For our running example (say, pinch to spawn a virtual object), the UI could be:

  • A short text: "Pinch your index and thumb to place a cube."
  • A counter or indicator that an object was placed.
  • Perhaps a "Reset" button to remove all spawned objects (for testing repeatedly).

Keep the UI minimal so as not to clutter the AR view – use translucent overlays or small icons. The focus is that the user's hand is doing the main interaction.
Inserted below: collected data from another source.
//! Data models for the WorkChat messaging core

use chrono::{DateTime, Utc};
use serde::{Deserialize, Serialize};
use serde_json::Value;
use uuid::Uuid;

// ============================================================================
// Conversation Models
// ============================================================================

#[derive(Debug, Clone, Serialize, Deserialize, sqlx::FromRow)]
pub struct Conversation {
    pub id: Uuid,
    pub conversation_type: String, // 'private' | 'group'
    pub group_name: Option<String>,
    pub created_at: DateTime<Utc>,
    pub updated_at: DateTime<Utc>,
    pub last_message_at: Option<DateTime<Utc>>,
    pub last_message_id: Option<Uuid>,
}

impl Conversation {
    pub fn is_group(&self) -> bool {
        self.conversation_type == "group"
    }
}

#[derive(Debug, Clone, Serialize, Deserialize, sqlx::FromRow)]
pub struct ConversationMember {
    pub id: Uuid,
    pub conversation_id: Uuid,
    pub user_id: Uuid,
    pub role: String, // 'owner' | 'admin' | 'member'
    pub is_muted: bool,
    pub is_hidden: bool,
    pub joined_at: DateTime<Utc>,
    pub left_at: Option<DateTime<Utc>>,
    pub unread_count: i32,
    pub last_read_message_id: Option<Uuid>,
    pub last_read_at: Option<DateTime<Utc>>,
}

/// Member row plus profile fields resolved from the user-data agent.
#[derive(Debug, Clone, Serialize)]
pub struct MemberView {
    #[serde(flatten)]
    pub member: ConversationMember,
    pub name: Option<String>,
    pub avatar_url: Option<String>,
    pub username: Option<String>,
    pub position: Option<String>,
    pub company: Option<String>,
}

impl MemberView {
    pub fn bare(member: ConversationMember) -> Self {
        Self {
            member,
            name: None,
            avatar_url: None,
            username: None,
            position: None,
            company: None,
        }
    }
}

/// One entry of the conversation listing, with preview and presence.
#[derive(Debug, Clone, Serialize)]
pub struct ConversationListItem {
    #[serde(flatten)]
    pub conversation: Conversation,
    pub unread_count: i32,
    pub last_message_time: Option<DateTime<Utc>>,
    pub last_message_text: Option<String>,
    pub online_status: std::collections::HashMap<String, bool>,
    pub members: Vec<MemberView>,
}

// ============================================================================
// Message Models
// ============================================================================

#[derive(Debug, Clone, Serialize, Deserialize, sqlx::FromRow)]
pub struct Message {
    pub id: Uuid,
    pub conversation_id: Uuid,
    pub sender_id: Uuid,
    pub message_type: String, // 'text' | 'image' | 'video' | 'emoji'
    pub content: Option<String>,
    pub metadata: Option<Value>,
    pub status: String, // 'sent' | 'delivered' | 'read'
    pub reply_to_message_id: Option<Uuid>,
    pub is_recalled: bool,
    pub recalled_at: Option<DateTime<Utc>>,
    pub created_at: DateTime<Utc>,
}

#[derive(Debug, Clone, Copy, Serialize, Deserialize, PartialEq, Eq)]
#[serde(rename_all = "snake_case")]
pub enum MessageKind {
    Text,
    Image,
    Video,
    Emoji,
}

impl MessageKind {
    pub fn as_str(&self) -> &'static str {
        match self {
            MessageKind::Text => "text",
            MessageKind::Image => "image",
            MessageKind::Video => "video",
            MessageKind::Emoji => "emoji",
        }
    }
}

/// Short preview string shown in conversation lists.
pub fn message_preview(message_type: &str, content: Option<&str>) -> Option<String> {
    match message_type {
        "text" => content.map(|text| {
            let chars: Vec<char> = text.chars().collect();
            if chars.len() > 50 {
                let head: String = chars[..50].iter().collect();
                format!("{}...", head)
            } else {
                text.to_string()
            }
        }),
        "image" => Some("[image]".to_string()),
        "video" => Some("[video]".to_string()),
        "emoji" => Some("[emoji]".to_string()),
        _ => None,
    }
}

// ============================================================================
// Relationship / Notification / Settings Models
// ============================================================================

#[derive(Debug, Clone, Serialize, Deserialize, sqlx::FromRow)]
pub struct UserRelationship {
    pub id: Uuid,
    pub user_id: Uuid,
    pub target_user_id: Uuid,
    pub relationship_type: String, // 'blocked' | 'friend' | 'follow' | 'muted'
    pub created_at: DateTime<Utc>,
}

#[derive(Debug, Clone, Serialize, Deserialize, sqlx::FromRow)]
pub struct Notification {
    pub id: Uuid,
    pub user_id: Uuid,
    pub notification_type: String,
    pub title: String,
    pub content: Option<String>,
    pub metadata: Option<Value>,
    pub is_read: bool,
    pub read_at: Option<DateTime<Utc>>,
    pub priority: i32, // 0 normal, 1 important, 2 urgent
    pub created_at: DateTime<Utc>,
    pub expires_at: Option<DateTime<Utc>>,
}

#[derive(Debug, Clone, Serialize, Deserialize, sqlx::FromRow)]
pub struct NotificationTemplate {
    pub id: Uuid,
    #[serde(rename = "type")]
    pub template_type: String,
    pub title: String,
    pub content_template: Option<String>,
    pub priority: i32,
    pub enable_push: bool,
    pub enable_websocket: bool,
    pub is_active: bool,
    pub created_at: DateTime<Utc>,
    pub updated_at: DateTime<Utc>,
    pub description: Option<String>,
}

#[derive(Debug, Clone, Serialize, Deserialize, sqlx::FromRow)]
pub struct SystemSetting {
    pub id: Uuid,
    pub setting_key: String,
    pub setting_value: String,
    pub description: Option<String>,
    pub updated_at: DateTime<Utc>,
}

// ============================================================================
// WebSocket Frames
// ============================================================================

/// Raw inbound frame; `data` is decoded per frame type by the dispatcher.
#[derive(Debug, Deserialize)]
pub struct ClientEnvelope {
    #[serde(rename = "type")]
    pub frame_type: String,
    #[serde(default)]
    pub data: Value,
}

/// Outbound frames, serialized as `{"type": ..., "data": ...}`.
#[derive(Debug, Clone, Serialize)]
#[serde(tag = "type", content = "data", rename_all = "snake_case")]
pub enum ServerFrame {
    Message(MessageFrame),
    OfflineMessage(Value),
    ConversationUpdate {
        conversation_id: Uuid,
        last_message_time: Option<DateTime<Utc>>,
        last_message_text: Option<String>,
        unread_count: i32,
    },
    UnreadCountUpdate {
        conversation_id: Uuid,
        unread_count: i32,
    },
    OnlineStatusUpdate {
        user_id: Uuid,
        is_online: bool,
    },
    Notification(Notification),
    NotificationUpdate {
        unread_count: i32,
        latest_notif_time: Option<DateTime<Utc>>,
    },
    Typing {
        conversation_id: Uuid,
        user_id: Uuid,
    },
    Read {
        conversation_id: Uuid,
        message_id: Uuid,
        reader_id: Uuid,
    },
    Recalled {
        message_id: Uuid,
    },
    Error {
        #[serde(skip_serializing_if = "Option::is_none")]
        code: Option<String>,
        message: String,
    },
}

impl ServerFrame {
    pub fn error(message: impl Into<String>) -> Self {
        ServerFrame::Error {
            code: None,
            message: message.into(),
        }
    }

    /// Frames are serialized once and enqueued as text on every target
    /// session; serialization of our own types cannot fail.
    pub fn to_json(&self) -> String {
        serde_json::to_string(self).expect("server frame serialization")
    }
}

#[derive(Debug, Clone, Serialize)]
pub struct MessageFrame {
    pub id: Uuid,
    pub conversation_id: Uuid,
    pub sender_id: Uuid,
    pub message_type: String,
    pub content: Option<String>,
    pub metadata: Option<Value>,
    pub status: String,
    pub created_at: DateTime<Utc>,
    pub reply_to_message_id: Option<Uuid>,
    pub can_send: bool,
}

impl MessageFrame {
    pub fn from_message(message: &Message, can_send: bool) -> Self {
        Self {
            id: message.id,
            conversation_id: message.conversation_id,
            sender_id: message.sender_id,
            message_type: message.message_type.clone(),
            content: message.content.clone(),
            metadata: message.metadata.clone(),
            status: message.status.clone(),
            created_at: message.created_at,
            reply_to_message_id: message.reply_to_message_id,
            can_send,
        }
    }
}

/// Envelope published on the `ws:broadcast` pub/sub channel for cross-replica
/// fan-out. `pod_id` lets the originating replica drop its own echo.
#[derive(Debug, Clone, Serialize, Deserialize)]
pub struct BroadcastEnvelope {
    pub user_id: Uuid,
    pub pod_id: Uuid,
    pub payload: String,
}

// ============================================================================
// WS Ingress Payloads
// ============================================================================

#[derive(Debug, Clone, Deserialize)]
pub struct SendMessageRequest {
    pub conversation_id: Option<Uuid>,
    pub receiver_id: Option<Uuid>,
    pub message_type: MessageKind,
    pub content: Option<String>,
    pub metadata: Option<Value>,
    pub reply_to_message_id: Option<Uuid>,
}

#[derive(Debug, Deserialize)]
pub struct TypingPayload {
    pub conversation_id: Uuid,
}

#[derive(Debug, Deserialize)]
pub struct ReadPayload {
    pub conversation_id: Uuid,
    pub message_id: Uuid,
}

#[derive(Debug, Deserialize)]
pub struct RecallPayload {
    pub message_id: Uuid,
}

#[derive(Debug, Deserialize)]
pub struct SetCurrentConversationPayload {
    // null or empty string means the user left the chat view
    pub conversation_id: Option<String>,
}

// ============================================================================
// HTTP Request/Response Models
// ============================================================================

#[derive(Debug, Deserialize)]
pub struct CreatePrivateConversationRequest {
    pub user_id: Uuid,
}

#[derive(Debug, Deserialize)]
pub struct CreateGroupRequest {
    pub name: String,
    #[serde(default)]
    pub member_ids: Vec<Uuid>,
}

#[derive(Debug, Deserialize)]
pub struct AddMembersRequest {
    pub member_ids: Vec<Uuid>,
}

#[derive(Debug, Deserialize)]
pub struct RemoveMemberRequest {
    pub user_id: Uuid,
}

#[derive(Debug, Deserialize)]
pub struct UpdateRoleRequest {
    pub role: String,
}

#[derive(Debug, Deserialize)]
pub struct BlockUserRequest {
    pub target_user_id: Uuid,
}

#[derive(Debug, Deserialize)]
pub struct UpdateSettingRequest {
    pub value: String,
}

#[derive(Debug, Deserialize)]
pub struct CreateTemplateRequest {
    #[serde(rename = "type")]
    pub template_type: String,
    pub title: String,
    pub content_template: Option<String>,
    #[serde(default)]
    pub priority: i32,
    #[serde(default = "default_true")]
    pub enable_push: bool,
    #[serde(default = "default_true")]
    pub enable_websocket: bool,
    #[serde(default = "default_true")]
    pub is_active: bool,
    pub description: Option<String>,
}

#[derive(Debug, Deserialize)]
pub struct UpdateTemplateRequest {
    pub title: Option<String>,
    pub content_template: Option<String>,
    pub priority: Option<i32>,
    pub enable_push: Option<bool>,
    pub enable_websocket: Option<bool>,
    pub is_active: Option<bool>,
    pub description: Option<String>,
}

#[derive(Debug, Deserialize)]
pub struct BatchSendNotificationRequest {
    pub user_ids: Vec<Uuid>,
    pub template_type: String,
    #[serde(default)]
    pub template_vars: std::collections::HashMap<String, String>,
    pub metadata: Option<Value>,
}

fn default_true() -> bool {
    true
}

#[cfg(test)]
mod tests {
    use super::*;

    #[test]
    fn test_message_preview_truncates_long_text() {
        let long: String = "a".repeat(80);
        let preview = message_preview("text", Some(&long)).unwrap();
        assert_eq!(preview.chars().count(), 53);
        assert!(preview.ends_with("..."));
    }

    #[test]
    fn test_message_preview_counts_chars_not_bytes() {
        let text: String = "é".repeat(50);
        let preview = message_preview("text", Some(&text)).unwrap();
        assert_eq!(preview, text);
    }

    #[test]
    fn test_message_preview_media_kinds() {
        assert_eq!(message_preview("image", None).unwrap(), "[image]");
        assert_eq!(message_preview("video", None).unwrap(), "[video]");
        assert_eq!(message_preview("emoji", None).unwrap(), "[emoji]");
    }

    #[test]
    fn test_server_frame_wire_shape() {
        let frame = ServerFrame::UnreadCountUpdate {
            conversation_id: Uuid::nil(),
            unread_count: 3,
        };
        let value: Value = serde_json::from_str(&frame.to_json()).unwrap();
        assert_eq!(value["type"], "unread_count_update");
        assert_eq!(value["data"]["unread_count"], 3);
    }

    #[test]
    fn test_error_frame_omits_absent_code() {
        let value: Value = serde_json::from_str(&ServerFrame::error("nope").to_json()).unwrap();
        assert_eq!(value["type"], "error");
        assert_eq!(value["data"]["message"], "nope");
        assert!(value["data"].get("code").is_none());
    }

    #[test]
    fn test_client_envelope_tolerates_missing_data() {
        let envelope: ClientEnvelope = serde_json::from_str(r#"{"type":"heartbeat"}"#).unwrap();
        assert_eq!(envelope.frame_type, "heartbeat");
        assert!(envelope.data.is_null());
    }

    #[test]
    fn test_broadcast_envelope_round_trip() {
        let envelope = BroadcastEnvelope {
            user_id: Uuid::new_v4(),
            pod_id: Uuid::new_v4(),
            payload: ServerFrame::error("offline").to_json(),
        };
        let decoded: BroadcastEnvelope =
            serde_json::from_str(&serde_json::to_string(&envelope).unwrap()).unwrap();
        assert_eq!(decoded.user_id, envelope.user_id);
        assert_eq!(decoded.pod_id, envelope.pod_id);
        assert_eq!(decoded.payload, envelope.payload);
    }

    #[test]
    fn test_send_request_decoding() {
        let req: SendMessageRequest = serde_json::from_str(
            r#"{"receiver_id":"7f2c1a10-9f7c-4b4e-a6c8-0a4f4e1b2c3d","message_type":"text","content":"Hello B!"}"#,
        )
        .unwrap();
        assert!(req.conversation_id.is_none());
        assert_eq!(req.message_type, MessageKind::Text);
        assert_eq!(req.content.as_deref(), Some("Hello B!"));
    }
}
//! WorkChat Server - Real-time messaging core
//!
//! This service handles:
//! - Long-lived multi-device WebSocket sessions
//! - Message routing between users and groups with unread accounting
//! - Cross-replica fan-out over a shared cache channel
//! - At-least-once offline delivery through a cache-backed queue

pub mod agent;
pub mod auth;
pub mod cache;
pub mod config;
pub mod error;
pub mod handlers;
pub mod models;
pub mod services;
pub mod settings;
pub mod storage;
pub mod websocket;

use std::sync::Arc;

use sqlx::PgPool;

use crate::cache::Cache;
use crate::config::Config;
use crate::services::conversations::ConversationService;
use crate::services::messages::MessageService;
use crate::services::notifications::NotificationService;
use crate::services::relationships::RelationshipService;
use crate::services::templates::TemplateService;
use crate::settings::SettingsRegistry;
use crate::websocket::Hub;

/// Application state shared across handlers
#[derive(Clone)]
pub struct AppState {
    pub config: Arc<Config>,
    pub pool: PgPool,
    pub cache: Cache,
    pub settings: Arc<SettingsRegistry>,
    pub hub: Arc<Hub>,
    pub conversations: Arc<ConversationService>,
    pub messages: Arc<MessageService>,
    pub notifications: Arc<NotificationService>,
    pub templates: Arc<TemplateService>,
    pub relationships: Arc<RelationshipService>,
}
impl Session {
    pub fn new(user_id: Uuid) -> (Arc<Self>, SessionTasks) {
        Self::with_capacity(user_id, SESSION_BUFFER_CAPACITY)
    }

    pub fn with_capacity(user_id: Uuid, capacity: usize) -> (Arc<Self>, SessionTasks) {
        let (tx, rx) = mpsc::channel(capacity);
        let (shutdown, shutdown_rx) = watch::channel(false);
        let session = Arc::new(Self {
            id: Uuid::new_v4(),
            user_id,
            tx,
            shutdown,
            close_reason: Mutex::new(None),
            current_conversation: Mutex::new(None),
            closed: AtomicBool::new(false),
        });
        (session, SessionTasks { rx, shutdown_rx })
    }

    /// Non-blocking enqueue of a pre-serialized frame.
    pub fn enqueue(&self, frame: String) -> Result<(), EnqueueError> {
        if self.closed.load(Ordering::Acquire) {
            return Err(EnqueueError::Closed);
        }
        self.tx.try_send(frame).map_err(|e| match e {
            mpsc::error::TrySendError::Full(_) => EnqueueError::Full,
            mpsc::error::TrySendError::Closed(_) => EnqueueError::Closed,
        })
    }

    pub fn enqueue_frame(&self, frame: &ServerFrame) -> Result<(), EnqueueError> {
        self.enqueue(frame.to_json())
    }

    /// Signals the writer to drain remaining frames and close the socket.
    /// Only the first call takes effect.
    pub fn close(&self, reason: Option<String>) {
        if !self.closed.swap(true, Ordering::AcqRel) {
            *self.close_reason.lock().unwrap() = reason;
            let _ = self.shutdown.send(true);
        }
    }

    pub fn is_closed(&self) -> bool {
        self.closed.load(Ordering::Acquire)
    }

    pub fn take_close_reason(&self) -> Option<String> {
        self.close_reason.lock().unwrap().take()
    }

    pub fn set_current_conversation(&self, conversation_id: Option<Uuid>) {
        *self.current_conversation.lock().unwrap() = conversation_id;
    }

    pub fn is_viewing(&self, conversation_id: Uuid) -> bool {
        *self.current_conversation.lock().unwrap() == Some(conversation_id)
    }
}

/// Receiver halves handed to the writer task.
pub struct SessionTasks {
    pub rx: mpsc::Receiver<String>,
    pub shutdown_rx: watch::Receiver<bool>,
}

// ============================================================================
// Registry
// ============================================================================

#[derive(Debug)]
pub struct TooManyDevices {
    pub limit: usize,
}

/// The in-memory `user -> device -> session` map, guarded by one
/// read/write lock. No I/O happens while the lock is held.
pub struct Registry {
    users: RwLock<HashMap<Uuid, HashMap<Uuid, Arc<Session>>>>,
    max_devices_per_user: usize,
}

impl Registry {
    pub fn new(max_devices_per_user: usize) -> Self {
        Self {
            users: RwLock::new(HashMap::new()),
            max_devices_per_user,
        }
    }

    /// Inserts the session; reports whether it is the user's first device.
    pub fn insert(&self, session: Arc<Session>) -> Result<bool, TooManyDevices> {
        let mut users = self.users.write().unwrap();
        let devices = users.entry(session.user_id).or_default();
        if devices.len() >= self.max_devices_per_user {
            return Err(TooManyDevices {
                limit: self.max_devices_per_user,
            });
        }
        devices.insert(session.id, session);
        Ok(devices.len() == 1)
    }

    /// Removes the session; reports whether the user has no devices left.
    /// Returns `None` when the session was not registered.
    pub fn remove(&self, session: &Session) -> Option<bool> {
        let mut users = self.users.write().unwrap();
        let devices = users.get_mut(&session.user_id)?;
        devices.remove(&session.id)?;
        if devices.is_empty() {
            users.remove(&session.user_id);
            Some(true)
        } else {
            Some(false)
        }
    }

    /// Copies the user's session handles so callers can enqueue outside the
    /// lock.
    pub fn snapshot(&self, user_id: Uuid) -> Vec<Arc<Session>> {
        self.users
            .read()
            .unwrap()
            .get(&user_id)
            .map(|devices| devices.values().cloned().collect())
            .unwrap_or_default()
    }

    pub fn is_online(&self, user_id: Uuid) -> bool {
        self.users
            .read()
            .unwrap()
            .get(&user_id)
            .map(|devices| !devices.is_empty())
            .unwrap_or(false)
    }

    /// True when any device of the user currently has the conversation open.
    pub fn is_viewing(&self, user_id: Uuid, conversation_id: Uuid) -> bool {
        let users = self.users.read().unwrap();
        match users.get(&user_id) {
            Some(devices) => devices.values().any(|s| s.is_viewing(conversation_id)),
            None => false,
        }
    }

    pub fn online_user_count(&self) -> usize {
        self.users.read().unwrap().len()
    }
}

// ============================================================================
// Hub
// ============================================================================

pub struct Hub {
    registry: Registry,
    pod_id: Uuid,
    cache: Cache,
    settings: Arc<SettingsRegistry>,
    pool: PgPool,
    presence_tx: mpsc::UnboundedSender<(Uuid, bool)>,
    presence_rx: Mutex<Option<mpsc::UnboundedReceiver<(Uuid, bool)>>>,
}
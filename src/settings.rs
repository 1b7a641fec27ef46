//! Process-wide feature flags and numeric limits
//!
//! The registry is loaded eagerly at startup and refreshed on demand. Writes
//! go to the `system_settings` table first, then to the in-memory map. Reads
//! never touch the database.

use std::collections::HashMap;
use std::sync::RwLock;

use sqlx::PgPool;

use crate::error::{AppError, Result};
use crate::models::SystemSetting;

pub const ENABLE_FIRST_MESSAGE_LIMIT: &str = "enable_first_message_limit";
pub const ENABLE_READ_RECEIPT: &str = "enable_read_receipt";
pub const ENABLE_TYPING_INDICATOR: &str = "enable_typing_indicator";
pub const ENABLE_ONLINE_STATUS: &str = "enable_online_status";
pub const MAX_VIDEO_SIZE_MB: &str = "max_video_size_mb";

pub struct SettingsRegistry {
    pool: PgPool,
    cache: RwLock<HashMap<String, String>>,
}

impl SettingsRegistry {
    pub async fn load(pool: PgPool) -> Result<Self> {
        let registry = Self {
            pool,
            cache: RwLock::new(HashMap::new()),
        };
        registry.reload_all().await?;
        Ok(registry)
    }

    /// Replaces the in-memory map with the current table contents.
    pub async fn reload_all(&self) -> Result<()> {
        let rows: Vec<SystemSetting> = sqlx::query_as("SELECT * FROM system_settings")
            .fetch_all(&self.pool)
            .await?;

        let mut cache = self.cache.write().unwrap();
        cache.clear();
        for row in rows {
            cache.insert(row.setting_key, row.setting_value);
        }
        Ok(())
    }

    pub fn get(&self, key: &str) -> Option<String> {
        self.cache.read().unwrap().get(key).cloned()
    }

    pub fn get_bool(&self, key: &str, default: bool) -> bool {
        match self.get(key) {
            Some(value) => value == "true",
            None => default,
        }
    }

    pub fn get_int(&self, key: &str, default: i64) -> i64 {
        self.get(key)
            .and_then(|v| v.parse().ok())
            .unwrap_or(default)
    }

    pub fn is_enabled(&self, key: &str) -> bool {
        self.get_bool(key, false)
    }

    /// Persists the value, then updates the cache so subsequent checks see it
    /// immediately.
    pub async fn update(&self, key: &str, value: &str) -> Result<()> {
        let result = sqlx::query(
            "UPDATE system_settings SET setting_value = $1, updated_at = NOW() WHERE setting_key = $2",
        )
        .bind(value)
        .bind(key)
        .execute(&self.pool)
        .await?;

        if result.rows_affected() == 0 {
            return Err(AppError::NotFound(format!("setting key not found: {}", key)));
        }

        self.cache
            .write()
            .unwrap()
            .insert(key.to_string(), value.to_string());
        Ok(())
    }

    pub fn all(&self) -> HashMap<String, String> {
        self.cache.read().unwrap().clone()
    }

    #[cfg(test)]
    pub fn with_entries(pool: PgPool, entries: &[(&str, &str)]) -> Self {
        let cache = entries
            .iter()
            .map(|(k, v)| (k.to_string(), v.to_string()))
            .collect();
        Self {
            pool,
            cache: RwLock::new(cache),
        }
    }
}

#[cfg(test)]
mod tests {
    use super::*;

    fn registry(entries: &[(&str, &str)]) -> SettingsRegistry {
        let pool = PgPool::connect_lazy("postgres://localhost/workchat_test").unwrap();
        SettingsRegistry::with_entries(pool, entries)
    }

    #[tokio::test]
    async fn test_bool_parsing() {
        let registry = registry(&[
            (ENABLE_READ_RECEIPT, "true"),
            (ENABLE_TYPING_INDICATOR, "false"),
        ]);
        assert!(registry.is_enabled(ENABLE_READ_RECEIPT));
        assert!(!registry.is_enabled(ENABLE_TYPING_INDICATOR));
        assert!(!registry.is_enabled(ENABLE_ONLINE_STATUS));
        assert!(registry.get_bool(ENABLE_ONLINE_STATUS, true));
    }

    #[tokio::test]
    async fn test_int_parsing_with_fallback() {
        let registry = registry(&[(MAX_VIDEO_SIZE_MB, "25"), ("bad_int", "abc")]);
        assert_eq!(registry.get_int(MAX_VIDEO_SIZE_MB, 5), 25);
        assert_eq!(registry.get_int("bad_int", 5), 5);
        assert_eq!(registry.get_int("missing", 7), 7);
    }
}
//! Admin settings endpoints

use axum::{
    extract::{Path, State},
    Json,
};
use serde_json::Value;

use crate::{auth::AuthUser, error::{AppError, Result}, models::UpdateSettingRequest, AppState};

use super::{success, success_with_message};

pub async fn list(State(state): State<AppState>, _auth: AuthUser) -> Result<Json<Value>> {
    Ok(success(serde_json::json!({ "settings": state.settings.all() })))
}

pub async fn update(
    State(state): State<AppState>,
    _auth: AuthUser,
    Path(key): Path<String>,
    Json(req): Json<UpdateSettingRequest>,
) -> Result<Json<Value>> {
    // Feature-flag keys are boolean-valued; numeric limits carry digits.
    let valid = req.value == "true" || req.value == "false" || req.value.parse::<i64>().is_ok();
    if !valid {
        return Err(AppError::InvalidArgument(
            "value must be 'true', 'false' or an integer".to_string(),
        ));
    }

    state.settings.update(&key, &req.value).await?;
    Ok(success(serde_json::json!({
        "key": key,
        "value": req.value,
    })))
}

pub async fn reload(State(state): State<AppState>, _auth: AuthUser) -> Result<Json<Value>> {
    state.settings.reload_all().await?;
    Ok(success_with_message("settings reloaded successfully", ()))
}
7) Feature Recipe — Use a Pinch Gesture to Toggle an AR Object

Goal

Implement a specific gesture-driven feature: when the user pinches their thumb and index finger together (like a "air click" gesture), the app will spawn a virtual object in the AR scene (or toggle its visibility). Pinch again, and the object disappears. This simulates a basic "select" action using hand gesture, without touching the screen.

UX flow

  1. Connected & ready: The app is running the camera and has hand tracking active (user's hand is being tracked).
  2. User performs pinch: They bring thumb and index finger together in view of the camera.
  3. Gesture recognized: The app detects the pinch gesture.
  4. Action triggered: The app places a virtual object (e.g., a 3D cube) at a predefined location in the AR scene, or toggles it on/off.
  5. Feedback given: The object appears (if toggled on), possibly accompanied by a brief confirmation (sound or visual flash). The user opens their hand or un-pinches.
  6. User can repeat: Each distinct pinch (thumb-to-index touch) will toggle the object's presence or state.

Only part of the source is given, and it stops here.